• _GOAL OF THE EXERCISE_
Please set down only the lines between the line containing "assert!(!context.verbose);" and the end of the records, inclusive, exactly as they stand.

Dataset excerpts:

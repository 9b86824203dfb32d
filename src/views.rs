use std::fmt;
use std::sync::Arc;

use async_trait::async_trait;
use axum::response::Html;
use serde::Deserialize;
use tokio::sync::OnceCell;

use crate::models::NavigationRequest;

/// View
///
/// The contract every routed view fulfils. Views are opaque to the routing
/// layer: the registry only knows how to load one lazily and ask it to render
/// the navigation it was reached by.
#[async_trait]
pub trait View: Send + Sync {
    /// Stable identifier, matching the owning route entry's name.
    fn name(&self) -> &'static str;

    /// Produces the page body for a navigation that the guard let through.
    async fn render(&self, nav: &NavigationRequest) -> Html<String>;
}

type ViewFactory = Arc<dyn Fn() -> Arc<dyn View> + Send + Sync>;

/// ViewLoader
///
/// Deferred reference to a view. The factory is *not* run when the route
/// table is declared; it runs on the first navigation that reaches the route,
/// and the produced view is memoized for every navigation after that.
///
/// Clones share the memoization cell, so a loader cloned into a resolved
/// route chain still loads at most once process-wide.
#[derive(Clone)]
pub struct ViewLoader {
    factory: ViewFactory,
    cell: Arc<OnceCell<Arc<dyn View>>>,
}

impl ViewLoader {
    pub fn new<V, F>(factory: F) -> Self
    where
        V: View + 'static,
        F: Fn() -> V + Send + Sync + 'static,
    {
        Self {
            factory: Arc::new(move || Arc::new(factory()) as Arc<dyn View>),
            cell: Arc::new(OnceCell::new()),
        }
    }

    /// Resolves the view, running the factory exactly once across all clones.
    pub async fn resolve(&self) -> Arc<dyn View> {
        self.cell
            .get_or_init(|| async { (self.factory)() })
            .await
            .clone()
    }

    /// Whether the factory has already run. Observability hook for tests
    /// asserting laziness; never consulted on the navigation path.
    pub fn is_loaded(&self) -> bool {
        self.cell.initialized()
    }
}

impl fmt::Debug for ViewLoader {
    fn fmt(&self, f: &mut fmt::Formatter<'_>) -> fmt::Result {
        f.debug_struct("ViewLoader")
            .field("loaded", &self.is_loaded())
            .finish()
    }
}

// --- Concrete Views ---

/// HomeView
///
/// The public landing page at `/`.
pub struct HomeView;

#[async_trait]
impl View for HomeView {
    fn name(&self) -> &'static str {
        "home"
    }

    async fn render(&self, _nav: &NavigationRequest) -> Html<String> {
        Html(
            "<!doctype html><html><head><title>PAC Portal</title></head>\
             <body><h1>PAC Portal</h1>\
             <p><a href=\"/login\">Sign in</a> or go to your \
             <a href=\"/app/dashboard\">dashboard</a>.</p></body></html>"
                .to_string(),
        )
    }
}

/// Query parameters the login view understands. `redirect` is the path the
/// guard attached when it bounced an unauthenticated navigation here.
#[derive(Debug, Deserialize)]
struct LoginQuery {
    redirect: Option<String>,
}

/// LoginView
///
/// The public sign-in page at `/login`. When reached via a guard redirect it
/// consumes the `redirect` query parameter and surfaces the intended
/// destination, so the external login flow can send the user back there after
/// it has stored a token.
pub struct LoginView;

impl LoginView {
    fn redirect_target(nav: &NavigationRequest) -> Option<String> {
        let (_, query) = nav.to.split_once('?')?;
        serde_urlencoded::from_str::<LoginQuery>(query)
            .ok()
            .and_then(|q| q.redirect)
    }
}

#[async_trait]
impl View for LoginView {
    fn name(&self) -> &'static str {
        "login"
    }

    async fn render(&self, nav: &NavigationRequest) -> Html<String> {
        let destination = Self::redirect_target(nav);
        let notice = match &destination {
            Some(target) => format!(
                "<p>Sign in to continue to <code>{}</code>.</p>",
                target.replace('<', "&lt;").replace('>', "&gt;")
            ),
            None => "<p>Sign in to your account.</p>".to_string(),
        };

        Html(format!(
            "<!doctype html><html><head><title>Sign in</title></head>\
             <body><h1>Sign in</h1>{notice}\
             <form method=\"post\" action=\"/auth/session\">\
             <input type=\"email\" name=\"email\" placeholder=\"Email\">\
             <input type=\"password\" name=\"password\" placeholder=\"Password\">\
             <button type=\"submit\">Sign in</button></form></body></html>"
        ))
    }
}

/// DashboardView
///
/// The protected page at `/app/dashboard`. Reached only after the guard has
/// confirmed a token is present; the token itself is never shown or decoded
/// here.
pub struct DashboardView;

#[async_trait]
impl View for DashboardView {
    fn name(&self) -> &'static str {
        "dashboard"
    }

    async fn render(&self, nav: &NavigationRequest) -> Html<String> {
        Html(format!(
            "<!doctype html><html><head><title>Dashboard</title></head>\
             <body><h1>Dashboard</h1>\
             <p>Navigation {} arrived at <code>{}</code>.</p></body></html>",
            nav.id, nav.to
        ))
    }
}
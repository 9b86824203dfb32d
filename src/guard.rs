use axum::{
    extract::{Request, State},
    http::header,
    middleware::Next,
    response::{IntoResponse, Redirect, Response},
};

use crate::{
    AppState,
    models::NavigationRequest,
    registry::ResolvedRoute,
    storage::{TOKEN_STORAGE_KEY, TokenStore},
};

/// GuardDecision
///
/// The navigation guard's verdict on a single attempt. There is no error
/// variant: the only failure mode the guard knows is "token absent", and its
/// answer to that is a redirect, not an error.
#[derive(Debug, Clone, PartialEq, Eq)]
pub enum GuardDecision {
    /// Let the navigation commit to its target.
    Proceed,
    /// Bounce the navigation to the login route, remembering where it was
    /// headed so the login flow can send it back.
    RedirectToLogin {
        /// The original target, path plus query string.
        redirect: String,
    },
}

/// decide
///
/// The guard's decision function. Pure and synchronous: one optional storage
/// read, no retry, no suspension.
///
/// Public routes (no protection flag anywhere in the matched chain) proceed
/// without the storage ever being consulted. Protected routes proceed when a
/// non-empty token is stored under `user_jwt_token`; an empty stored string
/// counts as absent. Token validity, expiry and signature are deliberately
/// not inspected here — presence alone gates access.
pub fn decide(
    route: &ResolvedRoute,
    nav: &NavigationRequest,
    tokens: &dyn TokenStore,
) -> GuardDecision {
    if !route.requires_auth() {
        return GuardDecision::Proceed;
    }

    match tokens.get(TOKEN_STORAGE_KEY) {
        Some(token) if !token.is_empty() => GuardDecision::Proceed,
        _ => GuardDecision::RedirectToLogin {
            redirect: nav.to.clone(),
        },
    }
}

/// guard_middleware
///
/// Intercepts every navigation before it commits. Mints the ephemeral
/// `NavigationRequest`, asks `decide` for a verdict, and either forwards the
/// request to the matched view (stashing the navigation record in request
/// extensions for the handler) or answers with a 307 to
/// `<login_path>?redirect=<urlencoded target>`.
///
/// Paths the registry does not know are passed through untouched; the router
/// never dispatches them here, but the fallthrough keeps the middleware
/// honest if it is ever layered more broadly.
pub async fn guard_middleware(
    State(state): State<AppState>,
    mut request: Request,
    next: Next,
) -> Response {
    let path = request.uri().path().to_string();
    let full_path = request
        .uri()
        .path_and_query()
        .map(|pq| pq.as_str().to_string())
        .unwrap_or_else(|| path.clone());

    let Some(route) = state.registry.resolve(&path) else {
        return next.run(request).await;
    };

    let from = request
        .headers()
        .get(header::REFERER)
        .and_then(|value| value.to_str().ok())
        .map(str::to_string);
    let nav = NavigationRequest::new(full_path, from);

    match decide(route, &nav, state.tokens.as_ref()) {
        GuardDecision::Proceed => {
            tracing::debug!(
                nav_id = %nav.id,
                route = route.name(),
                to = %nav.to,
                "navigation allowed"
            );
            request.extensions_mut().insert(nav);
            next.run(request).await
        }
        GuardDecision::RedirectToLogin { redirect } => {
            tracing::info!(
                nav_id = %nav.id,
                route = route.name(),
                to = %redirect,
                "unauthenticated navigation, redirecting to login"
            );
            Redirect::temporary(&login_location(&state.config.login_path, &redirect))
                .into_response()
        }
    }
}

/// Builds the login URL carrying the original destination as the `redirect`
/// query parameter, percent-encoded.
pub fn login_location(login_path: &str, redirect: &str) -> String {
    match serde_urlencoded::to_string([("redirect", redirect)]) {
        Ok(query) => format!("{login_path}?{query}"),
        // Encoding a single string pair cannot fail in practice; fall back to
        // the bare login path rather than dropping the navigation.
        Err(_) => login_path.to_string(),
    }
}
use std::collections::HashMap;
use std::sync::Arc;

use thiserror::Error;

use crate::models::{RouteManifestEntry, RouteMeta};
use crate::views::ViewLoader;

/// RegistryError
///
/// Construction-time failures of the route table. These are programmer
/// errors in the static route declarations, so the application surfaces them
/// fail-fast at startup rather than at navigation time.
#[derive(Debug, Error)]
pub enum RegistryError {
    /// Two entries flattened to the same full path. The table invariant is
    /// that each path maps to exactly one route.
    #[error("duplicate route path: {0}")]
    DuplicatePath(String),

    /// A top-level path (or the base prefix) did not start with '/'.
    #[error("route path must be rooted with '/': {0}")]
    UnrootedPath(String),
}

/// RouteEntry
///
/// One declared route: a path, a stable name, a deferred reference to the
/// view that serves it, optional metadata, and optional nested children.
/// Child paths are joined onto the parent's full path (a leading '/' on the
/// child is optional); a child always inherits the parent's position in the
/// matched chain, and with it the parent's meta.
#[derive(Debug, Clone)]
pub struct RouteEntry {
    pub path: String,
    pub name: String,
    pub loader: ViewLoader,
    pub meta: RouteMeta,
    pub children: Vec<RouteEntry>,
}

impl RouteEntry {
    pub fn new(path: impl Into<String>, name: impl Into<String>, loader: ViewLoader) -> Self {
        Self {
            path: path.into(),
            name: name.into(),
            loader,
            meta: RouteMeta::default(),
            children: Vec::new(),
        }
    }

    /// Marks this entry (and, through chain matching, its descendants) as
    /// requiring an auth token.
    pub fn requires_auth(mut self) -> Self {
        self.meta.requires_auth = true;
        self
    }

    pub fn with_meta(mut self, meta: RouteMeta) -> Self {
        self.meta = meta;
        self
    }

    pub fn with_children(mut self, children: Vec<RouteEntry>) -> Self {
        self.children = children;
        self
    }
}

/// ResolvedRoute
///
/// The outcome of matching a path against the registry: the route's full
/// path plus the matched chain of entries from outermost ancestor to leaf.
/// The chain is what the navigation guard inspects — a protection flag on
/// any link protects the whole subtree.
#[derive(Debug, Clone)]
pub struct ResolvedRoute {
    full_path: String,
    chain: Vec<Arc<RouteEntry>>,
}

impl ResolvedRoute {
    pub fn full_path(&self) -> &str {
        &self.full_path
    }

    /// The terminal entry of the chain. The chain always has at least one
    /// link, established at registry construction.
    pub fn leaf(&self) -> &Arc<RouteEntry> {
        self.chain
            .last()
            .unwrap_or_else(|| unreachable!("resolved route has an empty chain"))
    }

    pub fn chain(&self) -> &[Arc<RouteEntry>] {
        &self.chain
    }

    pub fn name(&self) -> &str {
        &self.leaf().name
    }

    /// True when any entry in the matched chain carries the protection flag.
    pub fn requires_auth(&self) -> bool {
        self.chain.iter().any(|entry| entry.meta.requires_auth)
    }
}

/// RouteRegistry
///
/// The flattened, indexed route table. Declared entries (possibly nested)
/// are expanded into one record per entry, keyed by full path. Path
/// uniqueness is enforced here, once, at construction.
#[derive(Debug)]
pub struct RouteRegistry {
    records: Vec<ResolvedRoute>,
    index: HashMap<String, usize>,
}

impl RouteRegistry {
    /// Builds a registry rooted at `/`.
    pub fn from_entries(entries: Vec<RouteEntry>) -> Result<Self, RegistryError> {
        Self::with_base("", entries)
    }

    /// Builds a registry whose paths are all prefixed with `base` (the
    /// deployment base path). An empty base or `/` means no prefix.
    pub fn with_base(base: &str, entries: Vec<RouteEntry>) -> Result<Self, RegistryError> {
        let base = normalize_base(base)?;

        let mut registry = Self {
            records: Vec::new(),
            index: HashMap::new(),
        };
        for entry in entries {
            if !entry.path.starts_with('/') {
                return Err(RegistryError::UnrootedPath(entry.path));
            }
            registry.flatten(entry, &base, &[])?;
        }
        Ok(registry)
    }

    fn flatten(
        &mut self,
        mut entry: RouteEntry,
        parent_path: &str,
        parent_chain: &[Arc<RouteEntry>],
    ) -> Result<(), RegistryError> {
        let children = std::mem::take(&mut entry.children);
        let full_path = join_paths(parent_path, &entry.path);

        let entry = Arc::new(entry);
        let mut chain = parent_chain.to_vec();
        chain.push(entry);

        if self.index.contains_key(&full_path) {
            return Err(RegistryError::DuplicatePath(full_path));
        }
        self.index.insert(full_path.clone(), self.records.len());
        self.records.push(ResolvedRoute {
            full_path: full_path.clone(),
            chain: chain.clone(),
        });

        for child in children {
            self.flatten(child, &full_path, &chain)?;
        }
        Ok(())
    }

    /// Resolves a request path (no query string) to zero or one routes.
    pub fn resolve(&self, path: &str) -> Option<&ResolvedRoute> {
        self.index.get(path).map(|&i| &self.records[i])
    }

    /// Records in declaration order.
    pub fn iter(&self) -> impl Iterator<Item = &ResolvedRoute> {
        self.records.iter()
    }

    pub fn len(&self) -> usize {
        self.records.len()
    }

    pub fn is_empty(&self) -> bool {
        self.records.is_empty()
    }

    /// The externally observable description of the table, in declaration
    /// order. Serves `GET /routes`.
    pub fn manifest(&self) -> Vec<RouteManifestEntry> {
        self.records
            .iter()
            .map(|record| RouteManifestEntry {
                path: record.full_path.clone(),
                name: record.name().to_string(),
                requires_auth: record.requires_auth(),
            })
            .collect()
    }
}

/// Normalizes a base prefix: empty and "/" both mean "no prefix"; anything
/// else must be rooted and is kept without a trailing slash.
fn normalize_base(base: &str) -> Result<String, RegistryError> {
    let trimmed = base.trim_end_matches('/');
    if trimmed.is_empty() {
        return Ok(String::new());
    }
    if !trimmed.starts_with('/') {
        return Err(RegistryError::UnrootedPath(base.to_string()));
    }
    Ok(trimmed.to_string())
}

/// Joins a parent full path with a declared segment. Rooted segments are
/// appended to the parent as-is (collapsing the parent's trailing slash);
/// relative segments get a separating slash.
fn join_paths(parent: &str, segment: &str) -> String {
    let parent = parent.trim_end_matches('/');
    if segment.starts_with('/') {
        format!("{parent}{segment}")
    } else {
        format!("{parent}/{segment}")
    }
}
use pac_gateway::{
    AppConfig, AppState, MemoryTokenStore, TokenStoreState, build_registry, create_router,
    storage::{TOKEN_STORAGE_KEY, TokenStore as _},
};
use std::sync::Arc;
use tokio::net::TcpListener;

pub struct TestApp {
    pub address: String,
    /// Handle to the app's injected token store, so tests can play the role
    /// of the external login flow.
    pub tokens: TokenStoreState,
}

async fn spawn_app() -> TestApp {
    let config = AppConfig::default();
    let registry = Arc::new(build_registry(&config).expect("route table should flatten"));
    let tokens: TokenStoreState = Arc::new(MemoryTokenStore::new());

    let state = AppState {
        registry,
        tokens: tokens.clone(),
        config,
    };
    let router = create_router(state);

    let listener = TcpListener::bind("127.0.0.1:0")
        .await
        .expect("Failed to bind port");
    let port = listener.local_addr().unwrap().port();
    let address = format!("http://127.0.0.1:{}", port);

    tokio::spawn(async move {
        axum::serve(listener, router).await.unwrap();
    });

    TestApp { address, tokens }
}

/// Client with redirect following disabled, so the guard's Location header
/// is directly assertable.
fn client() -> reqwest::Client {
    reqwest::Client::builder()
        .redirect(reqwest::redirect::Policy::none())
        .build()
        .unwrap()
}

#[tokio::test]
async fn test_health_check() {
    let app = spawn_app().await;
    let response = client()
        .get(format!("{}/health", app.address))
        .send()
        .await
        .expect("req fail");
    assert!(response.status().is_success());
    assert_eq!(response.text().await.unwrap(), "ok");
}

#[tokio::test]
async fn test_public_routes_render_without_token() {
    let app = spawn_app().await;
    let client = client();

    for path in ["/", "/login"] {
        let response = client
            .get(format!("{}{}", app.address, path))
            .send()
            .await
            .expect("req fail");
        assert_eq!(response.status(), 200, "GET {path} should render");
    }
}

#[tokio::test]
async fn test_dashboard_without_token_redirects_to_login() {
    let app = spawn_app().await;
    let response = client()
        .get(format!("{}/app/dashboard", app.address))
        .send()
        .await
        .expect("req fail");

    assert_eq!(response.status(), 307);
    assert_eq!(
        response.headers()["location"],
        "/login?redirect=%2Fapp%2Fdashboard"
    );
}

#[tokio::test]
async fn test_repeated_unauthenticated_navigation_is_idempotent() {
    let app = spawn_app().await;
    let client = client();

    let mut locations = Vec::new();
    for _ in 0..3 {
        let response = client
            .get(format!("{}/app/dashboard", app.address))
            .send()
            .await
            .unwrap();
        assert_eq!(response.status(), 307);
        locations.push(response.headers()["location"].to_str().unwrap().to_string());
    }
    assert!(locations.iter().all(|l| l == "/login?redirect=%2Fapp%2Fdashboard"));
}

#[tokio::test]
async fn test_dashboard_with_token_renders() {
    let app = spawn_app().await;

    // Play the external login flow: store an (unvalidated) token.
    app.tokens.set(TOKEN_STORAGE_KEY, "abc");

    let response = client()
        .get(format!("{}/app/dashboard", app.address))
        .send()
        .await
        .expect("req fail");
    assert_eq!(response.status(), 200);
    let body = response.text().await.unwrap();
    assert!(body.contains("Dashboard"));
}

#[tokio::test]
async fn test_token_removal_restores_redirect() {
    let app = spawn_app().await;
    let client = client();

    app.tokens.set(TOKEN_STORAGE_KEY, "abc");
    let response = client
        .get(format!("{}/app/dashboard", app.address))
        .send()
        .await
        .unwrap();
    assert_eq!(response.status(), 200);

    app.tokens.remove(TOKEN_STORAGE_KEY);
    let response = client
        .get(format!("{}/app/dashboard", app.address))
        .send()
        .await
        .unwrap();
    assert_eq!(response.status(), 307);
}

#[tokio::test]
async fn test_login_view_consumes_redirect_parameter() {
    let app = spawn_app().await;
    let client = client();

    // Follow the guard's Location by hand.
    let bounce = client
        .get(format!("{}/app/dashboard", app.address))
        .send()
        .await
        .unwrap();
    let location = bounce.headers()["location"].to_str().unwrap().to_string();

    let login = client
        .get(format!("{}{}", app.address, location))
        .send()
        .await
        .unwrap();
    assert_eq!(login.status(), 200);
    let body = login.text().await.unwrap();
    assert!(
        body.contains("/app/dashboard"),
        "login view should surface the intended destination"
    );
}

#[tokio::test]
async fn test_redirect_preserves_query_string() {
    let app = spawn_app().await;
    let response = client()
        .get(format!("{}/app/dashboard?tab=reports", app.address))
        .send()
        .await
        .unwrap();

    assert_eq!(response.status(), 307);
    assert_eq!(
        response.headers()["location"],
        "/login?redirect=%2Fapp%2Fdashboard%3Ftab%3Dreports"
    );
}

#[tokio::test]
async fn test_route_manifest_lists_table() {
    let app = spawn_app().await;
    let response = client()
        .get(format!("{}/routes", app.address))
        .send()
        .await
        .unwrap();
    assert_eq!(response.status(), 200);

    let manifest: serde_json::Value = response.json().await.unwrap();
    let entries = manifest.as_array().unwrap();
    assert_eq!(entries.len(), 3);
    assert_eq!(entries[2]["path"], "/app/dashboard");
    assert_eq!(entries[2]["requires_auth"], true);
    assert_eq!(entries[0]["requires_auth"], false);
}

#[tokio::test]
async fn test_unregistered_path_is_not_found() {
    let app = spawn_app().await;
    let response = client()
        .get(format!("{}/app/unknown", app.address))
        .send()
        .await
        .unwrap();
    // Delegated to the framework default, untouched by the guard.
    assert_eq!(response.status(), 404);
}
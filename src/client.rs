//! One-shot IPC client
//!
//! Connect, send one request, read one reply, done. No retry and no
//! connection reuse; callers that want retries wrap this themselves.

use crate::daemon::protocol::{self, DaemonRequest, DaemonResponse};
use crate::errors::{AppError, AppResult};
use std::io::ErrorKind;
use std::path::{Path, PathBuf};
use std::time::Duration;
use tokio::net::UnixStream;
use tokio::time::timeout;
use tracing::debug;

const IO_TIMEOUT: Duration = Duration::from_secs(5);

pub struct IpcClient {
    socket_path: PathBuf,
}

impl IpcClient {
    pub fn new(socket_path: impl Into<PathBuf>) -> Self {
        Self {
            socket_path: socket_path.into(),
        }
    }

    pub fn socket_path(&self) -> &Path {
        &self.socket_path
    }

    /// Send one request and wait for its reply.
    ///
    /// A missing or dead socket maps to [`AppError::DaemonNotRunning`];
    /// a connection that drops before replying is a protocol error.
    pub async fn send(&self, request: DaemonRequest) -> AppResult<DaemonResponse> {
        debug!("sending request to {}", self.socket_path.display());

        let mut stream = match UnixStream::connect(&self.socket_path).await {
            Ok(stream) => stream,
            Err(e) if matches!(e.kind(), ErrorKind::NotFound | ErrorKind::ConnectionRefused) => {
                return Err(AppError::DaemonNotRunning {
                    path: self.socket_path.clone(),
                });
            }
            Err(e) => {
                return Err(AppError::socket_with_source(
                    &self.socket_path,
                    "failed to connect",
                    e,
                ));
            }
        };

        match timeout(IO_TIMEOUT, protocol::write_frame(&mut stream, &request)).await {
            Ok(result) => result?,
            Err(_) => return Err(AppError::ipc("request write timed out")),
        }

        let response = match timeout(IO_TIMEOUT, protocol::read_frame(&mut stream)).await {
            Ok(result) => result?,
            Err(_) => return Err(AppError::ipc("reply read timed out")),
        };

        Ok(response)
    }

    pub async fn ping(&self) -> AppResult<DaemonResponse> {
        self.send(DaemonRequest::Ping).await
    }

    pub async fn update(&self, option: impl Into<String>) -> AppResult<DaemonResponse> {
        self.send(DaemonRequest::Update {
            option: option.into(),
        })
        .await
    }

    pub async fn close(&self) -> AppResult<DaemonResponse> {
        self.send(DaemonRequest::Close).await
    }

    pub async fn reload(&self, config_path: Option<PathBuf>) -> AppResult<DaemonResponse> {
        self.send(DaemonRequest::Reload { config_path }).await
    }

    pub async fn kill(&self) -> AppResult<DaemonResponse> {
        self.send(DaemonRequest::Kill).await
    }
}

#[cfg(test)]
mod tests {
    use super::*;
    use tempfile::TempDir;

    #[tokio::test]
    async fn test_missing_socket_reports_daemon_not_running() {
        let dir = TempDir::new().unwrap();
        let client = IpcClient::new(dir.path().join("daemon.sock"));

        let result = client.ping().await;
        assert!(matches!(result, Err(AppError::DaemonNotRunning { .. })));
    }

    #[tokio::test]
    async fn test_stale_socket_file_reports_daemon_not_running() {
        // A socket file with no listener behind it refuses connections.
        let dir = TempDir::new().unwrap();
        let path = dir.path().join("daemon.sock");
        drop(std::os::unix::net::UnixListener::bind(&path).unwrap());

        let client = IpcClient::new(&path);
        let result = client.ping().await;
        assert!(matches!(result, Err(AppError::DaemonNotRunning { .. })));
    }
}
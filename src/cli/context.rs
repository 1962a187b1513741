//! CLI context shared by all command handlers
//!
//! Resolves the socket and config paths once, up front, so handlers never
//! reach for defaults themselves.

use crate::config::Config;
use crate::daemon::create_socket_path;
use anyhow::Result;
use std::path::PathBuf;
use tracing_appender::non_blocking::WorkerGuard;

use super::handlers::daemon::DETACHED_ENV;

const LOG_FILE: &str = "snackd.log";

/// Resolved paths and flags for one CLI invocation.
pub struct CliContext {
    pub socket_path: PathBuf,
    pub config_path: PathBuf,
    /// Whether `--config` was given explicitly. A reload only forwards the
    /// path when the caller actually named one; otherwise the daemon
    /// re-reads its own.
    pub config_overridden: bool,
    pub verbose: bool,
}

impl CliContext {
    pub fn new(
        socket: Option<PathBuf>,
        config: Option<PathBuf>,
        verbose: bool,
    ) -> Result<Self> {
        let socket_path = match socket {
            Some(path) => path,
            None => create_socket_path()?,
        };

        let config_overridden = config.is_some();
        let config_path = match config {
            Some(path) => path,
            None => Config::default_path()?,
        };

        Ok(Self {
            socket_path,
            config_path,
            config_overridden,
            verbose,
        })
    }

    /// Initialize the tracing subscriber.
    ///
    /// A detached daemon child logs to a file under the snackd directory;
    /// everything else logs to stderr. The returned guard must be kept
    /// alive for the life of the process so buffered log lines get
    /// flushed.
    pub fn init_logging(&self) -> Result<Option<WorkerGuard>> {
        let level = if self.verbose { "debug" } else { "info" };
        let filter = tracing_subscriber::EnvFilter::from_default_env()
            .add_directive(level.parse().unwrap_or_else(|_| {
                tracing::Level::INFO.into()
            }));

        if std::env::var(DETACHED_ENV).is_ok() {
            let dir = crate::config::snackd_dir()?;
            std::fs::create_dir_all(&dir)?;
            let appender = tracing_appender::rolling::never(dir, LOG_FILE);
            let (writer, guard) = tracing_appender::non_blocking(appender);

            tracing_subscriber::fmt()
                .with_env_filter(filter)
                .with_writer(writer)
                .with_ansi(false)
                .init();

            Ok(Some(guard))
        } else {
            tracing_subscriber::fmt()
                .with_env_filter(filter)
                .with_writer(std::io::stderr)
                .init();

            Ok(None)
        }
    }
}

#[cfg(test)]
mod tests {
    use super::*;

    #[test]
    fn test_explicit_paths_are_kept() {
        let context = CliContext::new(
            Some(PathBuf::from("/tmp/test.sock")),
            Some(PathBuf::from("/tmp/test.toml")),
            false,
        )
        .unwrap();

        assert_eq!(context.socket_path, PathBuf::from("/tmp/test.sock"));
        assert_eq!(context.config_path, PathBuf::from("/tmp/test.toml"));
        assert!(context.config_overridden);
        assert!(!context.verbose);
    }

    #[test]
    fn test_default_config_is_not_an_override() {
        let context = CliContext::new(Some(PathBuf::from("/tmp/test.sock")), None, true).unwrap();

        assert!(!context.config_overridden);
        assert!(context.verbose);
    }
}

• _ANSWER SECTION_
        assert!(!context.verbose);
    }

    #[test]
    fn test_default_config_is_not_an_override() {
        let context = CliContext::new(Some(PathBuf::from("/tmp/test.sock")), None, true).unwrap();

        assert!(!context.config_overridden);
        assert!(context.verbose);
    }
}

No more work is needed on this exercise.